- WORK TO BE COMPLETED:
The records below need retyping in full; give them again exactly.

- Stored data:
◆ ◆ ◆ ◆ ◆ ◆ ◆

// Read side: expands foreign references into embedded views.
// Missing, malformed and dangling references all expand to null; only a
// failing store aborts a read.

pub mod engine;
pub mod views;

◆ ◆ ◆ ◆ ◆ ◆ ◆

- ANSWER BOX:
// Read side: expands foreign references into embedded views.
// Missing, malformed and dangling references all expand to null; only a
// failing store aborts a read.

pub mod engine;
pub mod views;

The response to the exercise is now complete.